At that point the Government would be forced into the outright nationalisation it is so desperately trying to avoid, with serious implications for the public finances at a time when the number of calls on the public purse is spiralling out of control. No wonder the Treasury is sending its top mandarins out to the City to try to calm tempers. There is a real danger of the Government losing control of the situation.

Then there is the administrative order itself. The more that becomes known about it, the more dubious it seems. Railtrack directors found themselves ambushed by the Government's sudden refusal to pay the second tranche of a previously agreed subsidy, and the administration was presented as a fait accompli before any proper consideration could be given to it.

Few people outside the City seem to have much sympathy for Railtrack's 225,000 shareholders, but only because they are ignorant of the facts. Investors in Railtrack are not, in the main, City fat cats, or even naive private investors living in the shires. The great bulk of the capital is owned by ordinary people through their pension funds and endowment policies, and they have just had their property cynically confiscated by a Government which thinks the undoubted disaster of rail privatisation gives it carte blanche to do whatever it likes with the railway.

Well, it's going to have to think again. The legal case for compensation looks stronger by the day. There seem to be at least three grounds for suing – misrepresentation, expropriation and misfeasance. Plainly investors would have sold Railtrack shares if they had realised there was any danger of assumed Government financial support being withdrawn. Railtrack asserts that the money was promised only days before the company was told it would not be forthcoming.

The case for expropriation relies on the fact that this is not a proper administration, where all assets are sold to the highest bidder. In this case, the Government is seeking to have the rail assets and most of the property transferred to its "not for profits trust". There is also some debate over whether the Government's refusal to dole out any more cash made the company technically insolvent. Railtrack was trading profitably at the time, and in a normal private sector company, management would have dealt with the absence of funds by cutting back on investment. The possibility of misfeasance arises because the Government may not properly have exercised its powers in seeking "railway administration".

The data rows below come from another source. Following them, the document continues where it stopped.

//! Maze generation

use log::{debug, warn};
use rand::{rngs::StdRng, Rng, SeedableRng};

use crate::{pathfinder, Cell, Error, Grid, Maze, Point};

/// Placement of the start and end cells
#[derive(PartialEq, Eq, Clone, Copy, Debug, Default)]
pub enum Layout {
    /// Start anywhere, end at the cell diametrically opposite
    #[default]
    Reflected,
    /// Start in a random corner, end in the opposite corner
    Corners,
}

/// Perfect maze generator.
///
/// Owns the grid and a single seeded random source, so a generator built
/// with the same seed and dimensions always carves the same maze.
pub struct MazeGenerator {
    random: StdRng,
    seed: u64,
    layout: Layout,
    maze: Maze,
}

impl MazeGenerator {
    /// Carving restarts from a new cell at most this many times when the
    /// end ends up walled in.
    const MAX_ATTEMPTS: usize = 16;

    /// Generator for a `rows` × `cols` grid, filled with walls.
    ///
    /// Without a `seed`, one is drawn at random; [`Self::seed`] reports it
    /// so that the run can be reproduced.
    pub fn new(rows: usize, cols: usize, seed: Option<u64>) -> Result<Self, Error> {
        let seed = seed.unwrap_or_else(|| rand::thread_rng().gen());
        Ok(Self {
            random: StdRng::seed_from_u64(seed),
            seed,
            layout: Layout::default(),
            maze: Maze::filled(rows, cols, Cell::Wall)?,
        })
    }

    pub fn with_layout(mut self, layout: Layout) -> Self {
        self.layout = layout;
        self
    }

    pub fn seed(&self) -> u64 {
        self.seed
    }

    pub fn maze(&self) -> &Maze {
        &self.maze
    }

    /// Whether `(row, col)` is an open cell. False outside the grid.
    pub fn is_walkable(&self, row: usize, col: usize) -> bool {
        self.maze.is_walkable(Point::new(row, col))
    }

    /// Start of the maze. Fails with [`Error::NotGenerated`] before [`Self::generate`].
    pub fn start(&self) -> Result<Point, Error> {
        self.maze.start().ok_or(Error::NotGenerated)
    }

    /// End of the maze. Fails with [`Error::NotGenerated`] before [`Self::generate`].
    pub fn end(&self) -> Result<Point, Error> {
        self.maze.end().ok_or(Error::NotGenerated)
    }

    /// Shortest path from start to end, both included
    pub fn solve(&self) -> Result<Vec<Point>, Error> {
        pathfinder::search(&self.maze, self.start()?, self.end()?)
    }

    /// Carve a new perfect maze, replacing the current grid.
    ///
    /// Open cells form a tree grown from the start. If the end cell cannot
    /// be joined to that tree, carving starts over from a different cell;
    /// after [`Self::MAX_ATTEMPTS`] the end is opened regardless.
    pub fn generate(&mut self) {
        let (rows, cols) = (self.maze.rows(), self.maze.cols());

        let mut attempt = 1;
        let (start, end) = loop {
            self.maze.fill(Cell::Wall);
            let start = self.pick_start();
            let end = start.reflect(rows, cols);
            let opened = self.carve(start, end);
            debug!("attempt {attempt}: opened {opened} cells, {start} -> {end}");

            if self.settle_end(end, attempt) {
                break (start, end);
            }
            attempt += 1;
        };
        self.maze.mark(start, end);
    }

    /// Whether carving can stop after `attempt`.
    ///
    /// The end is walled in only when every neighbour of it is a wall that
    /// borders two open cells, so retries almost never run out. When they do,
    /// the end is opened anyway: it must be open, even if that costs the
    /// tree property.
    fn settle_end(&mut self, end: Point, attempt: usize) -> bool {
        if self.maze.is_walkable(end) {
            return true;
        }
        if attempt >= Self::MAX_ATTEMPTS {
            warn!("end {end} still walled in after {attempt} attempts, opening it");
            self.maze.open(end);
            return true;
        }
        debug!("attempt {attempt}: end {end} walled in, starting over");
        false
    }

    fn pick_start(&mut self) -> Point {
        let (rows, cols) = (self.maze.rows(), self.maze.cols());
        match self.layout {
            Layout::Reflected => Point::new(
                self.random.gen_range(0..rows),
                self.random.gen_range(0..cols),
            ),
            Layout::Corners => Point::new(
                if self.random.gen_bool(0.5) { 0 } else { rows - 1 },
                if self.random.gen_bool(0.5) { 0 } else { cols - 1 },
            ),
        }
    }

    /// Grow the open region from `start` until the wall frontier runs dry.
    ///
    /// Frontier walls are drawn uniformly at random and opened only when they
    /// touch exactly one open cell. `end` skips the draw: it is opened as soon
    /// as it borders the region. Returns the number of cells opened.
    fn carve(&mut self, start: Point, end: Point) -> usize {
        let mut frontier = Vec::new();
        let mut end_pending = self.open_cell(start, end, &mut frontier);
        let mut opened = 1;

        loop {
            let candidate = if std::mem::take(&mut end_pending) {
                end
            } else if frontier.is_empty() {
                break;
            } else {
                let idx = self.random.gen_range(0..frontier.len());
                frontier.swap_remove(idx)
            };

            if self.is_valid_wall(candidate) {
                end_pending = self.open_cell(candidate, end, &mut frontier);
                opened += 1;
            }
        }
        opened
    }

    /// Open `cell` and push its wall neighbours onto the frontier.
    ///
    /// `end` is never pushed; returns whether it was one of the neighbours.
    fn open_cell(&mut self, cell: Point, end: Point, frontier: &mut Vec<Point>) -> bool {
        self.maze.open(cell);

        let mut borders_end = false;
        for next in cell.neighbors(self.maze.rows(), self.maze.cols()) {
            if self.maze.is_walkable(next) {
                continue;
            }
            if next == end {
                borders_end = true;
            } else {
                frontier.push(next);
            }
        }
        borders_end
    }

    /// A wall may be opened only if exactly one of its neighbours is open
    fn is_valid_wall(&self, point: Point) -> bool {
        !self.maze.is_walkable(point)
            && point
                .neighbors(self.maze.rows(), self.maze.cols())
                .filter(|&n| self.maze.is_walkable(n))
                .count()
                == 1
    }
}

The Blair government has a majority as solid as the Rock of Gibraltar, but that doesn't give it the right to behave like a tin pot dictatorship. As for Mr Byers and his inept special adviser, Jo Moore, they seem to be fully justifying their reputation as political lightweights.

Sentiment driven

The London stock market has bounced back 16 per cent since the low it hit in the aftermath of the terrorist atrocities in America and as our table on page 22 shows, nearly a quarter of the FTSE 100 is up by more than 25 per cent, making it one of the most remarkable rallies of all time. How much longer can it last?

The underlying causes of the recovery are easy enough to identify. The bear market that has been raging since the turn of the century is one of the longest and most serious ever relative to bonds. As a result, equities have started to look very cheap indeed relative to the main investment asset alternative of bonds. With the rate of return on both bonds and cash pathetically low, equities have started to benefit from the lack of investment alternatives alone.

Then there's been all the policy action by central bankers and governments. Interest rates have been cut sharply and the system has been flooded with liquidity. Neither of these things would have happened but for the events of 11 September, or not so quickly anyway, so there's a reasonable case for arguing that prospects for equities and the wider economy are now better than they were before the war on terrorism began. Companies have also been galvanised into brutal cost-cutting programmes, enhancing longer term prospects for earnings.

All well and good. Only one problem. Although equities may look cheap compared to bonds, they are by no means cheap on traditional valuation yardsticks. The earnings multiple for London shares at 16.8 is still one percentage point above the average for 1989-99. What's more, the immediate outlook for earnings growth right now is rather worse than it was for most of the 1990s. The same applies to yields as well. In absolute terms, equities only look cheap against the inflated levels they reached at the turn of the century, and things have changed a lot since then. In other words, this seems disconcertingly like a sentiment-driven rally and, as such, it looks highly vulnerable to bad news.

Olivetti/Tronchetti

Only in Italy. The capital markets are being entertained by a corporate drama of almost operatic proportions – Marco Tronchetti Provera's attempt to gain creeping control of Olivetti on the cheap. Olivetti's main asset these days is Telecom Italia, so the stakes are high.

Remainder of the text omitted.